+++ Data
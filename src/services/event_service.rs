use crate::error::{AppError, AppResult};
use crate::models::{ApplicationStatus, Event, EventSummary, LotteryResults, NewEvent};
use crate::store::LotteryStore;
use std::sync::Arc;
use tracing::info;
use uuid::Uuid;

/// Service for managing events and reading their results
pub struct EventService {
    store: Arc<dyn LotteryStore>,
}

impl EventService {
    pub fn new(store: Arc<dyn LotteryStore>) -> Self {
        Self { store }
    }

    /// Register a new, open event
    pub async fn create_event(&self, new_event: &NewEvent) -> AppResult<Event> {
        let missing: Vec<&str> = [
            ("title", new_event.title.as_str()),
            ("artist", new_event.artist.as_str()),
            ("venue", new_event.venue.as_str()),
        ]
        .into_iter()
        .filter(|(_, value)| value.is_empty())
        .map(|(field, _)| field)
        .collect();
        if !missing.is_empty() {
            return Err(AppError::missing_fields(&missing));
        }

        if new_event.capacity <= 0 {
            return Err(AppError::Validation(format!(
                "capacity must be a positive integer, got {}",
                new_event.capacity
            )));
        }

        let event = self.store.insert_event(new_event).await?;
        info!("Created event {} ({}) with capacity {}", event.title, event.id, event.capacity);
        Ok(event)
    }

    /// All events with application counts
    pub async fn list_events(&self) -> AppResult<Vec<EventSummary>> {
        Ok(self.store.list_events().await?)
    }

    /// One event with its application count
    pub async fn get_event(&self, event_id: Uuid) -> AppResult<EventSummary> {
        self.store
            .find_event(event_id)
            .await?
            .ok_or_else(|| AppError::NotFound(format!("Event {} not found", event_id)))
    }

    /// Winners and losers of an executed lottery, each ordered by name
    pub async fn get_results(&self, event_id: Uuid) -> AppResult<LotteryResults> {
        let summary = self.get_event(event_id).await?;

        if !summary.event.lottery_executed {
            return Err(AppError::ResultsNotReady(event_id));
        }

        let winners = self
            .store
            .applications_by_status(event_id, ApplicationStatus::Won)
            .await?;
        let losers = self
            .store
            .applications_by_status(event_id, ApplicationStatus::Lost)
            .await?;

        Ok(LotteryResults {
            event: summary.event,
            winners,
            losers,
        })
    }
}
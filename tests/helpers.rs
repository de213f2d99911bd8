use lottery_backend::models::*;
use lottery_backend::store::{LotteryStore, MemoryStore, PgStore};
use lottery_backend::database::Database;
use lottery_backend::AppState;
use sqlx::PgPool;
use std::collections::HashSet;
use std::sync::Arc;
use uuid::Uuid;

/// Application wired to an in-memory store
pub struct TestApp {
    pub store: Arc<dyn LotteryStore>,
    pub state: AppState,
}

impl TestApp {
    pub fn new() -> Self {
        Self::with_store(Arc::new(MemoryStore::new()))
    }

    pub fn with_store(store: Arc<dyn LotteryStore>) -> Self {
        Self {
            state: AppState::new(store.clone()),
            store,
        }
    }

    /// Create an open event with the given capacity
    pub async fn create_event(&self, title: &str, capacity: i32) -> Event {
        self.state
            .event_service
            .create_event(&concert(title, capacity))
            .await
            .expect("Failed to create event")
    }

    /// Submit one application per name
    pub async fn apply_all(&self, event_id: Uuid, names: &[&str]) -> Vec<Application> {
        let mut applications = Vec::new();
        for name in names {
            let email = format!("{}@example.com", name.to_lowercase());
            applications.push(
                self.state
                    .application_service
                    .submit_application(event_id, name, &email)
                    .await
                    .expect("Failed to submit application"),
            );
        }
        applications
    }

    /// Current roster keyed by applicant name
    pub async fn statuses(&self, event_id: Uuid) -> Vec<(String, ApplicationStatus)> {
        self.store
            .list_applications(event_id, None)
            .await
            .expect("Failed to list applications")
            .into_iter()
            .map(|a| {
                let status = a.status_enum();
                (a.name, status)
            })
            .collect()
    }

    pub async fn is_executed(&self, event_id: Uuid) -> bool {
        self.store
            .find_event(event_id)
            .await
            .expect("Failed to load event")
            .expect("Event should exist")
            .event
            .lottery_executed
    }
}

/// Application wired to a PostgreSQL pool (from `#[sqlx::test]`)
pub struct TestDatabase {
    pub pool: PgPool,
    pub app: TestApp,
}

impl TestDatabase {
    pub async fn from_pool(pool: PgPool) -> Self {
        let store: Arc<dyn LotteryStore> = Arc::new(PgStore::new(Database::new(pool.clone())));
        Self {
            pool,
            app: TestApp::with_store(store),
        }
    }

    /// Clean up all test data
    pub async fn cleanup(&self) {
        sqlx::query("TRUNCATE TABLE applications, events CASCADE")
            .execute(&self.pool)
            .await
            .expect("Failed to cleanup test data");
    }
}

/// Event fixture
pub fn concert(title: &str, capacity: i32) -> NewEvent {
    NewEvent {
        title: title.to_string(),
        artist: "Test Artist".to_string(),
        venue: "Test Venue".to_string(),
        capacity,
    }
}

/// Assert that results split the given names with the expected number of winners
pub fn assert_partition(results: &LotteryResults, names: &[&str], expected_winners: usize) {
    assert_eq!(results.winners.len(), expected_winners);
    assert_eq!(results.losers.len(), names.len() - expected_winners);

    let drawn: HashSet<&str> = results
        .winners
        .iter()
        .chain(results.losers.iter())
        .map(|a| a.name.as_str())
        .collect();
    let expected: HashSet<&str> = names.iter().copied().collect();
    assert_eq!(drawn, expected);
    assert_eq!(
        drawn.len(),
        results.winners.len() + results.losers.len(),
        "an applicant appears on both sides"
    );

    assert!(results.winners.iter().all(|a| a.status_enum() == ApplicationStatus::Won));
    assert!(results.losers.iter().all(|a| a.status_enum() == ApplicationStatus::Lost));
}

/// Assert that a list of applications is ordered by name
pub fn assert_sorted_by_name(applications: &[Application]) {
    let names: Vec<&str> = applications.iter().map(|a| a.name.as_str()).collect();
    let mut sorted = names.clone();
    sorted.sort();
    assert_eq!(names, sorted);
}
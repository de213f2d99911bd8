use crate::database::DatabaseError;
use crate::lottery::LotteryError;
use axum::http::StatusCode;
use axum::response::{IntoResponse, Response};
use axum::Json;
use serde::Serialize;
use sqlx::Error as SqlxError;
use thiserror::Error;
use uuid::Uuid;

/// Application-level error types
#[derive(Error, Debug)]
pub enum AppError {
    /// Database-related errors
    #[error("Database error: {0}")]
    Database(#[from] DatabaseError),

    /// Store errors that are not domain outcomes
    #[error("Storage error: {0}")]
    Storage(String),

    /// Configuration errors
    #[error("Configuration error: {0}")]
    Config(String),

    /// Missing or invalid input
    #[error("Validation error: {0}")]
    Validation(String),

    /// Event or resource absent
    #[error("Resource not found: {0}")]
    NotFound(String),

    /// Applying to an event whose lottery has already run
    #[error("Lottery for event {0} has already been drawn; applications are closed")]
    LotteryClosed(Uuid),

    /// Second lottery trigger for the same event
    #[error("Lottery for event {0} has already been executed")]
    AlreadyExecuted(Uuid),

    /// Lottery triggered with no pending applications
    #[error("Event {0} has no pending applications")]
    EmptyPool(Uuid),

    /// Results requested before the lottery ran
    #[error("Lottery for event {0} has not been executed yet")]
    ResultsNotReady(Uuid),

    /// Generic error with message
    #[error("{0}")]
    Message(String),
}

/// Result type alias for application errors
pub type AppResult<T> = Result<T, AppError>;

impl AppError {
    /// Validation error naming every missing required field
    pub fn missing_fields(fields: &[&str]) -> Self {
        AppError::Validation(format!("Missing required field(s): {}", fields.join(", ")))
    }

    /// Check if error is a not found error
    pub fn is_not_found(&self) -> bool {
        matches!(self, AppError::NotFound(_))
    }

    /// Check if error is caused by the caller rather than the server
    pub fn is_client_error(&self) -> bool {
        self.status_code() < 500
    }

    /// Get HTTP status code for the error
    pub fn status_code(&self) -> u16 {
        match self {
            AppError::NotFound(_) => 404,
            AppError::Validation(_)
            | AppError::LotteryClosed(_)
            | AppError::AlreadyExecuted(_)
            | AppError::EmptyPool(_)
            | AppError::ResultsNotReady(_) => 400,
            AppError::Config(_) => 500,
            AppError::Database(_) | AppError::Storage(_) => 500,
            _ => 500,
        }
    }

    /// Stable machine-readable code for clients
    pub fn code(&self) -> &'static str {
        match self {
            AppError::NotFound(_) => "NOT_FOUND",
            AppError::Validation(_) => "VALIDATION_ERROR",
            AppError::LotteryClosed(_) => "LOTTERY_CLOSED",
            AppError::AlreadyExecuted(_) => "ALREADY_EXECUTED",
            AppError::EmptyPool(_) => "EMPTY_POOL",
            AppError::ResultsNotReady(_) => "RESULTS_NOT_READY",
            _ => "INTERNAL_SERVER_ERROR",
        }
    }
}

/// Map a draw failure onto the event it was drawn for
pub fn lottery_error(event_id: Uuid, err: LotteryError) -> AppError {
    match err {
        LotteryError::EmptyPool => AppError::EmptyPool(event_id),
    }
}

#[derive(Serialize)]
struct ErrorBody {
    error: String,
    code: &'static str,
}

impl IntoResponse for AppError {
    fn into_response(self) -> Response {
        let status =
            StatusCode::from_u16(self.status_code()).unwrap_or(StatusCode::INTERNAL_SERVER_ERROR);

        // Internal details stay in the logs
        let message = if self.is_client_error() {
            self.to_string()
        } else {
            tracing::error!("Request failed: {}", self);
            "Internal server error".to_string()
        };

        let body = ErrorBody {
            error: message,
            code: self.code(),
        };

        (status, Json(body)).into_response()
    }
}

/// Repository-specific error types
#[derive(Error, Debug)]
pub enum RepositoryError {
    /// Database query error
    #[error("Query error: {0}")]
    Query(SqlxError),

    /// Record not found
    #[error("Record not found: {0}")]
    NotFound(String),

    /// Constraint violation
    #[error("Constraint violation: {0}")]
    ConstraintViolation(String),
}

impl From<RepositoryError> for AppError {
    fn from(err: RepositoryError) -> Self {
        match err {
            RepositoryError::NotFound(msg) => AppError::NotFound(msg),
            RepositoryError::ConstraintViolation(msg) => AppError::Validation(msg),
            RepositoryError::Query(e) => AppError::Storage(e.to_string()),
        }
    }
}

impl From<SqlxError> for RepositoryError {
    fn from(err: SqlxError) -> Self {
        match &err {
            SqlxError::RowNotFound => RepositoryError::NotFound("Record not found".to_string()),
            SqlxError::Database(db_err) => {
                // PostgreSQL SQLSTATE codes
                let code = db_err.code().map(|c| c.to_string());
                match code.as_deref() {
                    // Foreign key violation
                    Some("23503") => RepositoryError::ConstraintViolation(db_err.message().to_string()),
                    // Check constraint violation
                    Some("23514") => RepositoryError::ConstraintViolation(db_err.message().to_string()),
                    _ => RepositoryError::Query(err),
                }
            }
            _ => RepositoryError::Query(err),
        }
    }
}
++++++
Restate word for word the entries above from the line with "self.status_code() < 500" through the line with "was drawn for", inclusive, leaving out everything else.

*Answer for the task*
        self.status_code() < 500
    }

    /// Get HTTP status code for the error
    pub fn status_code(&self) -> u16 {
        match self {
            AppError::NotFound(_) => 404,
            AppError::Validation(_)
            | AppError::LotteryClosed(_)
            | AppError::AlreadyExecuted(_)
            | AppError::EmptyPool(_)
            | AppError::ResultsNotReady(_) => 400,
            AppError::Config(_) => 500,
            AppError::Database(_) | AppError::Storage(_) => 500,
            _ => 500,
        }
    }

    /// Stable machine-readable code for clients
    pub fn code(&self) -> &'static str {
        match self {
            AppError::NotFound(_) => "NOT_FOUND",
            AppError::Validation(_) => "VALIDATION_ERROR",
            AppError::LotteryClosed(_) => "LOTTERY_CLOSED",
            AppError::AlreadyExecuted(_) => "ALREADY_EXECUTED",
            AppError::EmptyPool(_) => "EMPTY_POOL",
            AppError::ResultsNotReady(_) => "RESULTS_NOT_READY",
            _ => "INTERNAL_SERVER_ERROR",
        }
    }
}

/// Map a draw failure onto the event it was drawn for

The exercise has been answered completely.